Based on your posts, you may be switching between https and http. This alone can trigger the cross-organ blocking -
Due to browser security restrictions, most “Ajax” requests are subject to the same origin policy; the request can not successfully retrieve data from a different domain, subdomain, port, or protocol.
Even “switching between https and http” nothing changes.
I guess that, as said @Thallius there is a security problem, but as replied @windbeneathmywings that could be bypassed. Therefore I think that the question is how bypass that restriction modifying the Access-Control-Allow-Origin, isn’t it?
Well if the origin is supposed to be the same, then why specify it in the first place?

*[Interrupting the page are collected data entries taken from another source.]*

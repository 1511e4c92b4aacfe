use crate::{
    edge::EdgeType,
    error::{ArgumentError, GraphError, LookupError},
    vertex::VertexType,
};

/// Structural policy of a graph.
///
/// Both flags are fixed when a graph is constructed and never change afterwards.
pub trait GraphType {
    /// Identity type of the vertices
    type Vertex: VertexType;

    /// Type of the edges; their endpoints are of type [`GraphType::Vertex`]
    type Edge: EdgeType<Vertex = Self::Vertex>;

    /// Returns *true* if edges are oriented from source to target
    fn is_directed(&self) -> bool;

    /// Returns *true* if multiple edges may share the same endpoints
    fn allow_parallel_edges(&self) -> bool;

    /// Returns *true* if edges have no orientation
    fn is_undirected(&self) -> bool {
        !self.is_directed()
    }
}

/// Membership test for vertices.
pub trait ImplicitVertexSet: GraphType {
    /// Returns *true* if `vertex` is a member of the graph
    fn contains_vertex(&self, vertex: &Self::Vertex) -> bool;
}

/// Access to the out-edges of a vertex.
///
/// For undirected graphs the out-edges of a vertex are all edges incident to it.
pub trait IncidenceGraph: ImplicitVertexSet {
    /// Returns a lazy iterator over the out-edges of `vertex`.
    ///
    /// # Errors
    /// Fails with [`LookupError::VertexNotFound`] if `vertex` is not a member of the graph.
    fn out_edges(
        &self,
        vertex: &Self::Vertex,
    ) -> Result<impl Iterator<Item = &Self::Edge>, LookupError>;

    /// Returns the number of out-edges of `vertex`
    ///
    /// # Errors
    /// Fails with [`LookupError::VertexNotFound`] if `vertex` is not a member of the graph.
    fn out_degree(&self, vertex: &Self::Vertex) -> Result<usize, LookupError> {
        Ok(self.out_edges(vertex)?.count())
    }

    /// Returns *true* if `vertex` has no out-edges
    ///
    /// # Errors
    /// Fails with [`LookupError::VertexNotFound`] if `vertex` is not a member of the graph.
    fn is_out_edges_empty(&self, vertex: &Self::Vertex) -> Result<bool, LookupError> {
        Ok(self.out_edges(vertex)?.next().is_none())
    }

    /// Returns the `index`-th (0-indexed) out-edge of `vertex`
    ///
    /// # Errors
    /// Fails with a lookup error if `vertex` is not a member and with
    /// [`ArgumentError::IndexOutOfRange`] if `vertex` has at most `index` out-edges.
    fn out_edge(&self, vertex: &Self::Vertex, index: usize) -> Result<&Self::Edge, GraphError> {
        if let Some(edge) = self.out_edges(vertex)?.nth(index) {
            return Ok(edge);
        }

        Err(ArgumentError::IndexOutOfRange {
            index,
            len: self.out_degree(vertex)?,
        }
        .into())
    }

    /// Returns *true* if at least one edge from `source` to `target` exists
    fn contains_edge_between(&self, source: &Self::Vertex, target: &Self::Vertex) -> bool {
        self.try_get_edge(source, target).is_some()
    }

    /// Returns the first edge from `source` to `target`, if any
    fn try_get_edge(&self, source: &Self::Vertex, target: &Self::Vertex) -> Option<&Self::Edge> {
        self.try_get_edges(source, target)?.next()
    }

    /// Returns all edges from `source` to `target`.
    /// Returns `None` if `source` is not a member of the graph.
    fn try_get_edges(
        &self,
        source: &Self::Vertex,
        target: &Self::Vertex,
    ) -> Option<impl Iterator<Item = &Self::Edge>> {
        let edges = self.try_get_out_edges(source)?;
        let (source, target) = (source.clone(), target.clone());
        Some(edges.filter(move |e| e.other_end(&source) == Some(&target)))
    }

    /// Returns the out-edges of `vertex` or `None` if `vertex` is not a member of the graph
    fn try_get_out_edges(
        &self,
        vertex: &Self::Vertex,
    ) -> Option<impl Iterator<Item = &Self::Edge>> {
        self.out_edges(vertex).ok()
    }
}

/// Enumeration of all vertices.
pub trait VertexListGraph: ImplicitVertexSet {
    /// Returns an iterator over all vertices.
    /// The order is stable as long as the graph is not mutated.
    fn vertices(&self) -> impl Iterator<Item = &Self::Vertex>;

    /// Returns the number of vertices
    fn vertex_count(&self) -> usize {
        self.vertices().count()
    }

    /// Returns *true* if the graph has no vertices (and thus no edges)
    fn is_vertices_empty(&self) -> bool {
        self.vertices().next().is_none()
    }
}

/// Enumeration of all edges.
pub trait EdgeListGraph: GraphType {
    /// Returns an iterator over all edges.
    /// The order is stable as long as the graph is not mutated.
    fn edges(&self) -> impl Iterator<Item = &Self::Edge>;

    /// Returns the number of edges
    fn edge_count(&self) -> usize {
        self.edges().count()
    }

    /// Returns *true* if the graph has no edges
    fn is_edges_empty(&self) -> bool {
        self.edges().next().is_none()
    }

    /// Returns *true* if `edge` is a member of the graph
    fn contains_edge(&self, edge: &Self::Edge) -> bool {
        self.edges().any(|e| e == edge)
    }
}

/// Provides functions to insert/delete vertices
pub trait MutableVertexGraph: GraphType {
    /// Adds `vertex` to the graph.
    /// Returns *true* exactly if the vertex was not present previously.
    fn add_vertex(&mut self, vertex: Self::Vertex) -> bool;

    /// Adds all vertices in the collection and returns the number of newly added ones
    fn add_vertex_range(&mut self, vertices: impl IntoIterator<Item = Self::Vertex>) -> usize {
        vertices
            .into_iter()
            .map(|v| self.add_vertex(v) as usize)
            .sum()
    }

    /// Removes `vertex` together with all edges incident to it.
    /// Returns *true* exactly if the vertex was present.
    fn try_remove_vertex(&mut self, vertex: &Self::Vertex) -> bool;

    /// Removes `vertex` together with all edges incident to it.
    ///
    /// # Errors
    /// Fails with [`LookupError::VertexNotFound`] if `vertex` is not a member of the graph.
    fn remove_vertex(&mut self, vertex: &Self::Vertex) -> Result<(), LookupError> {
        if self.try_remove_vertex(vertex) {
            Ok(())
        } else {
            Err(LookupError::vertex_not_found(vertex))
        }
    }
}

/// Provides functions to insert/delete edges
pub trait MutableEdgeGraph: GraphType {
    /// Adds `edge` to the graph.
    /// Returns *false* if the edge was rejected as a parallel edge.
    ///
    /// # Errors
    /// Fails with [`LookupError::VertexNotFound`] if an endpoint is not a member of the graph.
    fn add_edge(&mut self, edge: Self::Edge) -> Result<bool, LookupError>;

    /// Adds all edges in the collection and returns the number of added ones.
    ///
    /// # Errors
    /// Stops at the first edge with an endpoint that is not a member of the graph.
    fn add_edge_range(
        &mut self,
        edges: impl IntoIterator<Item = impl Into<Self::Edge>>,
    ) -> Result<usize, LookupError> {
        let mut added = 0;
        for edge in edges {
            added += self.add_edge(edge.into())? as usize;
        }
        Ok(added)
    }

    /// Removes one occurrence of `edge`.
    /// Returns *true* exactly if the edge was present.
    fn try_remove_edge(&mut self, edge: &Self::Edge) -> bool;

    /// Removes one occurrence of `edge`.
    ///
    /// # Errors
    /// Fails with [`LookupError::EdgeNotFound`] if `edge` is not a member of the graph.
    fn remove_edge(&mut self, edge: &Self::Edge) -> Result<(), LookupError> {
        if self.try_remove_edge(edge) {
            Ok(())
        } else {
            Err(LookupError::edge_not_found(edge))
        }
    }
}

/// Edge insertion that creates missing endpoints on the fly
pub trait MutableVertexAndEdgeGraph: MutableVertexGraph + MutableEdgeGraph {
    /// Adds both endpoints of `edge` (if missing) and then `edge` itself.
    /// Returns *true* if the edge was added.
    fn add_vertices_and_edge(&mut self, edge: Self::Edge) -> bool {
        self.add_vertex(edge.source().clone());
        self.add_vertex(edge.target().clone());
        matches!(self.add_edge(edge), Ok(true))
    }

    /// Applies [`MutableVertexAndEdgeGraph::add_vertices_and_edge`] to all edges and returns
    /// the number of added edges
    fn add_vertices_and_edge_range(
        &mut self,
        edges: impl IntoIterator<Item = impl Into<Self::Edge>>,
    ) -> usize {
        edges
            .into_iter()
            .map(|e| self.add_vertices_and_edge(e.into()) as usize)
            .sum()
    }
}

impl<G: MutableVertexGraph + MutableEdgeGraph> MutableVertexAndEdgeGraph for G {}

/// A super trait for creating a graph from scratch from a set of edges
pub trait GraphFromScratch: GraphType + Sized {
    /// Creates a graph containing exactly the given edges and their endpoints
    fn from_edges(edges: impl IntoIterator<Item = impl Into<Self::Edge>>) -> Self;
}

impl<G: Default + MutableVertexAndEdgeGraph> GraphFromScratch for G {
    fn from_edges(edges: impl IntoIterator<Item = impl Into<Self::Edge>>) -> Self {
        let mut graph = Self::default();
        graph.add_vertices_and_edge_range(edges);
        graph
    }
}
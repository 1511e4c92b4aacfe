/*!
# Vertex Representation

Vertices are opaque, caller-defined identities. We only require what the
storages need to index and report them: cloning, equality, hashing and a
`Debug` rendering for error messages. Equality semantics are entirely up to the
caller's `Eq` implementation.
*/

use std::{fmt::Debug, hash::Hash};

/// Any type usable as a vertex identity
pub trait VertexType: Clone + Eq + Hash + Debug {}

impl<T> VertexType for T where T: Clone + Eq + Hash + Debug {}
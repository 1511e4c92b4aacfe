/*!
Single-source shortest paths with arbitrary (including negative) edge weights.

[`BellmanFord`] is configured with a weight function and a root before it is run on a graph.
The result is a [`ShortestPathTree`] from which distances and paths can be read.

If a cycle of negative total weight is reachable from the root, shortest paths are not
defined and the run fails with [`AlgorithmError::NegativeCycle`]. On an undirected graph every
negative edge forms such a cycle with itself.
*/

use fxhash::FxHashMap;
use itertools::Itertools;
use tracing::{debug, trace};

use super::*;

/// Bellman-Ford single-source shortest paths.
///
/// # Examples
/// ```
/// use vgraphs::{prelude::*, algo::*};
///
/// let graph: AdjacencyGraph<char, TaggedEdge<char, f64>> = AdjacencyGraph::from_edges([
///     ('a', 'b', 4.0),
///     ('a', 'c', 1.0),
///     ('c', 'b', 2.0),
/// ]);
///
/// let tree = BellmanFord::new(&graph, |e: &TaggedEdge<char, f64>| *e.tag())
///     .with_root('a')
///     .run()
///     .unwrap();
///
/// assert_eq!(tree.distance_to(&'b'), Some(3.0));
/// assert_eq!(tree.path_to(&'b').unwrap().len(), 2);
/// ```
pub struct BellmanFord<'a, G, W>
where
    G: VertexListGraph + IncidenceGraph,
    W: Fn(&G::Edge) -> f64,
{
    graph: &'a G,
    weight: W,
    root: Option<G::Vertex>,
}

impl<'a, G, W> BellmanFord<'a, G, W>
where
    G: VertexListGraph + IncidenceGraph,
    W: Fn(&G::Edge) -> f64,
{
    /// Creates an unconfigured search on `graph` where `weight` assigns each edge its length
    pub fn new(graph: &'a G, weight: W) -> Self {
        Self {
            graph,
            weight,
            root: None,
        }
    }

    /// Sets the vertex all distances are measured from
    pub fn set_root(&mut self, root: G::Vertex) {
        self.root = Some(root);
    }

    pub fn with_root(mut self, root: G::Vertex) -> Self {
        self.set_root(root);
        self
    }

    /// Computes the shortest paths from the root to all reachable vertices.
    ///
    /// # Errors
    /// - [`ArgumentError::Missing`] if no root was configured
    /// - [`LookupError::VertexNotFound`] if the root is not a member of the graph
    /// - [`AlgorithmError::NegativeCycle`] if a negative cycle is reachable from the root
    pub fn run(&self) -> Result<ShortestPathTree<'a, G>> {
        let root = self.root.clone().ok_or(ArgumentError::Missing("root"))?;
        if !self.graph.contains_vertex(&root) {
            return Err(LookupError::vertex_not_found(&root).into());
        }

        let graph = self.graph;
        let vertices = graph.vertices().collect_vec();

        let mut tree = ShortestPathTree {
            distances: FxHashMap::default(),
            predecessors: FxHashMap::default(),
            root,
        };
        if let Some(&r) = vertices.iter().find(|&&v| *v == tree.root) {
            tree.distances.insert(r, 0.0);
        }

        for round in 0..vertices.len() {
            let mut relaxed = None;

            for &u in &vertices {
                let Some(&du) = tree.distances.get(u) else {
                    continue;
                };

                for edge in graph.out_edges(u)? {
                    let Some(v) = edge.other_end(u) else {
                        continue;
                    };

                    let dv = du + (self.weight)(edge);
                    if tree.distances.get(v).is_none_or(|&old| dv < old) {
                        tree.distances.insert(v, dv);
                        tree.predecessors.insert(v, edge);
                        relaxed = Some(edge);
                    }
                }
            }

            let Some(edge) = relaxed else {
                debug!(
                    vertices = vertices.len(),
                    rounds = round + 1,
                    reached = tree.distances.len(),
                    "shortest paths converged"
                );
                return Ok(tree);
            };

            trace!(round, last_relaxed = ?edge, "relaxation round finished");

            // In round |V| - 1 nothing may change anymore
            if round + 1 == vertices.len() {
                debug!(edge = ?edge, "edge can still be relaxed after |V| - 1 rounds");
                return Err(AlgorithmError::negative_cycle().into());
            }
        }

        Ok(tree)
    }
}

/// Distances and predecessor edges computed by [`BellmanFord`].
#[derive(Debug, Clone)]
pub struct ShortestPathTree<'a, G>
where
    G: GraphType,
{
    root: G::Vertex,
    distances: FxHashMap<&'a G::Vertex, f64>,
    predecessors: FxHashMap<&'a G::Vertex, &'a G::Edge>,
}

impl<'a, G> ShortestPathTree<'a, G>
where
    G: GraphType,
{
    pub fn root(&self) -> &G::Vertex {
        &self.root
    }

    /// Returns the length of a shortest path from the root to `vertex`, or `None` if `vertex` is
    /// unreachable
    pub fn distance_to(&self, vertex: &G::Vertex) -> Option<f64> {
        self.distances.get(vertex).copied()
    }

    /// Returns *true* if `vertex` is reachable from the root
    pub fn is_reachable(&self, vertex: &G::Vertex) -> bool {
        self.distances.contains_key(vertex)
    }

    /// Returns the last edge of a shortest path to `vertex`
    pub fn predecessor(&self, vertex: &G::Vertex) -> Option<&'a G::Edge> {
        self.predecessors.get(vertex).copied()
    }

    /// Returns the edges of a shortest path from the root to `vertex` or `None` if `vertex` is
    /// unreachable. The path to the root itself is empty.
    pub fn path_to(&self, vertex: &G::Vertex) -> Option<Vec<&'a G::Edge>> {
        if !self.is_reachable(vertex) {
            return None;
        }

        let mut path = Vec::new();
        let mut current = vertex;
        while *current != self.root {
            let edge = self.predecessor(current)?;
            path.push(edge);
            current = edge.other_end(current)?;
        }

        path.reverse();
        Some(path)
    }

    /// Returns all reachable vertices with their distances in arbitrary order
    pub fn distances(&self) -> impl Iterator<Item = (&'a G::Vertex, f64)> {
        self.distances.iter().map(|(&v, &d)| (v, d))
    }
}

/// Shortest path algorithms as methods on graphs.
pub trait ShortestPath: VertexListGraph + IncidenceGraph + Sized {
    /// Runs [`BellmanFord`] from `root` with the given edge weights.
    ///
    /// # Errors
    /// See [`BellmanFord::run`].
    fn bellman_ford<W>(&self, root: Self::Vertex, weight: W) -> Result<ShortestPathTree<'_, Self>>
    where
        W: Fn(&Self::Edge) -> f64,
    {
        BellmanFord::new(self, weight).with_root(root).run()
    }
}

impl<G: VertexListGraph + IncidenceGraph> ShortestPath for G {}

#[cfg(test)]
mod test {
    use std::error::Error as _;

    use super::*;

    type Weighted = TaggedEdge<u32, f64>;
    type Graph = AdjacencyGraph<u32, Weighted>;

    fn weight(e: &Weighted) -> f64 {
        *e.tag()
    }

    fn diamond() -> Graph {
        Graph::from_edges([
            (0, 1, 4.0),
            (0, 2, 1.0),
            (2, 1, 2.0),
            (1, 3, 1.0),
            (2, 3, 5.0),
        ])
    }

    #[test]
    fn distances_and_paths() {
        let graph = diamond();
        let tree = graph.bellman_ford(0, weight).unwrap();

        assert_eq!(tree.root(), &0);
        assert_eq!(tree.distance_to(&0), Some(0.0));
        assert_eq!(tree.distance_to(&1), Some(3.0));
        assert_eq!(tree.distance_to(&2), Some(1.0));
        assert_eq!(tree.distance_to(&3), Some(4.0));

        let path = tree.path_to(&3).unwrap();
        assert_eq!(
            path.iter().map(|e| (*e.source(), *e.target())).collect_vec(),
            [(0, 2), (2, 1), (1, 3)]
        );
        assert_eq!(path.iter().map(|e| weight(e)).sum::<f64>(), 4.0);
        assert!(tree.path_to(&0).unwrap().is_empty());
        assert_eq!(tree.distances().count(), 4);
    }

    #[test]
    fn unreachable_vertices() {
        let mut graph = diamond();
        graph.add_vertex(9);

        let tree = graph.bellman_ford(1, weight).unwrap();
        assert_eq!(tree.distance_to(&3), Some(1.0));
        assert!(!tree.is_reachable(&0));
        assert!(tree.path_to(&9).is_none());
        assert!(tree.predecessor(&9).is_none());
    }

    #[test]
    fn negative_edges_without_cycle() {
        let graph = Graph::from_edges([(0, 1, 2.0), (1, 2, -3.0), (0, 2, 0.0), (2, 3, 1.0)]);
        let tree = graph.bellman_ford(0, weight).unwrap();

        assert_eq!(tree.distance_to(&2), Some(-1.0));
        assert_eq!(tree.distance_to(&3), Some(0.0));
    }

    #[test]
    fn negative_cycle() {
        let graph = Graph::from_edges([(0, 1, 1.0), (1, 2, -2.0), (2, 1, 1.0), (2, 3, 1.0)]);

        let err = graph.bellman_ford(0, weight).unwrap_err();
        assert!(err.is_negative_cycle());
        assert_eq!(err.kind(), ErrorKind::Algorithm);
        assert_eq!(err.to_string(), "The graph contains at least one negative cycle.");
        assert!(err.source().is_none());

        // cycle is not reachable from 3
        assert!(graph.bellman_ford(3, weight).is_ok());

        // hiding a cycle edge removes the cycle
        let view = graph.edge_filtered(|e: &Weighted| (*e.source(), *e.target()) != (2, 1));
        let tree = view.bellman_ford(0, weight).unwrap();
        assert_eq!(tree.distance_to(&3), Some(0.0));

        // as does hiding a cycle vertex
        let view = graph.vertex_filtered(|v: &u32| *v != 2);
        assert_eq!(view.bellman_ford(0, weight).unwrap().distance_to(&1), Some(1.0));
    }

    #[test]
    fn root_errors() {
        let graph = diamond();

        let err = graph.bellman_ford(7, weight).unwrap_err();
        assert!(err.is_vertex_not_found());
        assert_eq!(err.kind(), ErrorKind::Lookup);

        let err = graph.vertex_filtered(|v: &u32| *v != 0).bellman_ford(0, weight).unwrap_err();
        assert!(err.is_vertex_not_found());

        let err = BellmanFord::new(&graph, weight).run().unwrap_err();
        assert!(matches!(
            err,
            GraphError::Argument(ArgumentError::Missing("root"))
        ));
    }

    #[test]
    fn undirected_negative_edge() {
        let graph: UndirectedGraph<u32, Weighted> =
            UndirectedGraph::from_edges([(0, 1, 1.0), (1, 2, 2.0)]);
        let tree = graph.bellman_ford(2, weight).unwrap();
        assert_eq!(tree.distance_to(&0), Some(3.0));
        assert_eq!(tree.path_to(&0).unwrap().len(), 2);

        let graph: UndirectedGraph<u32, Weighted> =
            UndirectedGraph::from_edges([(0, 1, 1.0), (1, 2, -2.0)]);
        assert!(graph.bellman_ford(0, weight).unwrap_err().is_negative_cycle());
    }
}
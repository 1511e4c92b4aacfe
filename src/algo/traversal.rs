/*!
Graph traversal iterators.

This module provides:
- A generic traversal iterator [`TraversalSearch`] that runs a BFS or a DFS depending on
  the frontier container ([`VecDeque`] or [`Vec`]).
- The [`Traversal`] trait exposing the searches directly as methods on graphs.

Traversals only follow edges reported by [`IncidenceGraph::out_edges`], so running them on a
[`FilteredGraph`](crate::predicates::FilteredGraph) never leaves the visible part of the base
graph. The root must be a member of the traversed graph.
*/

use std::collections::VecDeque;

use fxhash::FxHashSet;
use tracing::trace;

use super::*;

/// Abstraction for the traversal frontier data structure.
///
/// - [`VecDeque`] -> queue semantics -> **BFS**
/// - [`Vec`] -> stack semantics -> **DFS**
pub trait VertexSequencer<T> {
    /// Creates a new sequencer initialized with a single item.
    fn init(item: T) -> Self;

    /// Pushes an item into the frontier.
    fn push(&mut self, item: T);

    /// Removes and returns the next item from the frontier.
    fn pop(&mut self) -> Option<T>;

    /// Returns the number of items currently in the frontier.
    fn cardinality(&self) -> usize;
}

impl<T> VertexSequencer<T> for VecDeque<T> {
    fn init(item: T) -> Self {
        Self::from([item])
    }
    fn push(&mut self, item: T) {
        self.push_back(item)
    }
    fn pop(&mut self) -> Option<T> {
        self.pop_front()
    }
    fn cardinality(&self) -> usize {
        self.len()
    }
}

impl<T> VertexSequencer<T> for Vec<T> {
    fn init(item: T) -> Self {
        vec![item]
    }
    fn push(&mut self, item: T) {
        self.push(item)
    }
    fn pop(&mut self) -> Option<T> {
        self.pop()
    }
    fn cardinality(&self) -> usize {
        self.len()
    }
}

/// Generic traversal iterator supporting BFS and DFS variants.
///
/// Every vertex reachable from the root is yielded exactly once, starting with the root.
pub struct TraversalSearch<'a, G, S>
where
    G: IncidenceGraph,
    S: VertexSequencer<G::Vertex>,
{
    graph: &'a G,
    visited: FxHashSet<G::Vertex>,
    sequencer: S,
    stop_at: Option<G::Vertex>,
}

/// A breadth-first search iterator
pub type Bfs<'a, G> = TraversalSearch<'a, G, VecDeque<<G as GraphType>::Vertex>>;

/// A depth-first search iterator
pub type Dfs<'a, G> = TraversalSearch<'a, G, Vec<<G as GraphType>::Vertex>>;

impl<'a, G, S> TraversalSearch<'a, G, S>
where
    G: IncidenceGraph,
    S: VertexSequencer<G::Vertex>,
{
    /// Creates a new traversal iterator starting at `root`.
    ///
    /// # Errors
    /// Fails with [`LookupError::VertexNotFound`] if `root` is not a member of `graph`.
    pub fn new(graph: &'a G, root: &G::Vertex) -> Result<Self, LookupError> {
        if !graph.contains_vertex(root) {
            return Err(LookupError::vertex_not_found(root));
        }

        let mut visited = FxHashSet::default();
        visited.insert(root.clone());

        Ok(Self {
            graph,
            visited,
            sequencer: S::init(root.clone()),
            stop_at: None,
        })
    }

    /// Sets a stopper vertex. If this vertex is reached, the iterator returns it and afterwards only None.
    pub fn set_stop_at(&mut self, stopper: G::Vertex) {
        self.stop_at = Some(stopper);
    }

    /// Sets a stopper vertex. If this vertex is reached, the iterator returns it and afterwards only None.
    pub fn stop_at(mut self, stopper: G::Vertex) -> Self {
        self.set_stop_at(stopper);
        self
    }

    /// Excludes a vertex from the search. It will be treated as if it was already visited.
    /// Has no effect on vertices already in the frontier.
    pub fn exclude_vertex(&mut self, vertex: G::Vertex) {
        self.visited.insert(vertex);
    }

    pub fn with_vertex_excluded(mut self, vertex: G::Vertex) -> Self {
        self.exclude_vertex(vertex);
        self
    }

    /// Returns *true* if `vertex` was already discovered
    pub fn did_visit_vertex(&self, vertex: &G::Vertex) -> bool {
        self.visited.contains(vertex)
    }

    /// Consumes the search and returns *true* iff `target` is reachable from the remaining frontier.
    pub fn is_vertex_reachable(mut self, target: &G::Vertex) -> bool {
        self.any(|v| &v == target)
    }
}

impl<G, S> Iterator for TraversalSearch<'_, G, S>
where
    G: IncidenceGraph,
    S: VertexSequencer<G::Vertex>,
{
    type Item = G::Vertex;

    fn next(&mut self) -> Option<Self::Item> {
        let u = self.sequencer.pop()?;

        if self.stop_at.as_ref() == Some(&u) {
            while self.sequencer.pop().is_some() {} // drop all
            return Some(u);
        }

        let graph = self.graph;
        match graph.try_get_out_edges(&u) {
            Some(edges) => {
                for v in edges.filter_map(|e| e.other_end(&u)) {
                    if !self.visited.contains(v) {
                        self.visited.insert(v.clone());
                        self.sequencer.push(v.clone());
                    }
                }
            }
            None => trace!(vertex = ?u, "vertex vanished during traversal"),
        }

        Some(u)
    }

    fn size_hint(&self) -> (usize, Option<usize>) {
        (self.sequencer.cardinality(), None)
    }
}

/// Traversal algorithms as methods on graphs.
pub trait Traversal: IncidenceGraph + Sized {
    /// Returns a breadth-first search starting at `root`.
    ///
    /// # Errors
    /// Fails with [`LookupError::VertexNotFound`] if `root` is not a member of the graph.
    ///
    /// # Examples
    /// ```
    /// use vgraphs::{prelude::*, algo::*};
    ///
    /// let graph: AdjacencyGraph<u32, Edge<u32>> =
    ///     AdjacencyGraph::from_edges([(1, 2), (1, 3), (2, 4), (3, 4)]);
    ///
    /// assert_eq!(graph.bfs(&1).unwrap().collect::<Vec<_>>(), [1, 2, 3, 4]);
    /// assert!(graph.bfs(&9).is_err());
    /// ```
    fn bfs(&self, root: &Self::Vertex) -> Result<Bfs<'_, Self>, LookupError> {
        TraversalSearch::new(self, root)
    }

    /// Returns a depth-first search starting at `root`.
    ///
    /// # Errors
    /// Fails with [`LookupError::VertexNotFound`] if `root` is not a member of the graph.
    fn dfs(&self, root: &Self::Vertex) -> Result<Dfs<'_, Self>, LookupError> {
        TraversalSearch::new(self, root)
    }

    /// Returns *true* if a path from `source` to `target` exists.
    ///
    /// # Errors
    /// Fails with [`LookupError::VertexNotFound`] if `source` is not a member of the graph.
    fn is_reachable(&self, source: &Self::Vertex, target: &Self::Vertex) -> Result<bool, LookupError> {
        Ok(self.bfs(source)?.is_vertex_reachable(target))
    }
}

impl<G: IncidenceGraph> Traversal for G {}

You’d have to change the code when deploying to another host with a different name, so just use the path name here…
I just confirmed that both of your examples work as expected, without any additional settings, when the domain, subdomain, port, and protocol are the same for the main page and for the ajax request.
What exactly did you change? Post your current full non-working code to get help with it.
And please answer directly if you want this to work where the two files are located on the same domain or on two different domains?
And as has already been written, why are you trying to make this work with an absolute URL, instead of just relative URLs?
BTW - These are URLs, which have a path component, after the filename. The first usage is a relative URL. The browser takes the URL of the current page and appends the relative URL from your code, to come up with the absolute URL to make the ajax request to. The second usage is directly putting an absolute URL into the code.
If you want to show content from another site this data must be loaded from the server not the client. So you call some server script on your domain and this server script is fetching the data from the other side and give it back to the client.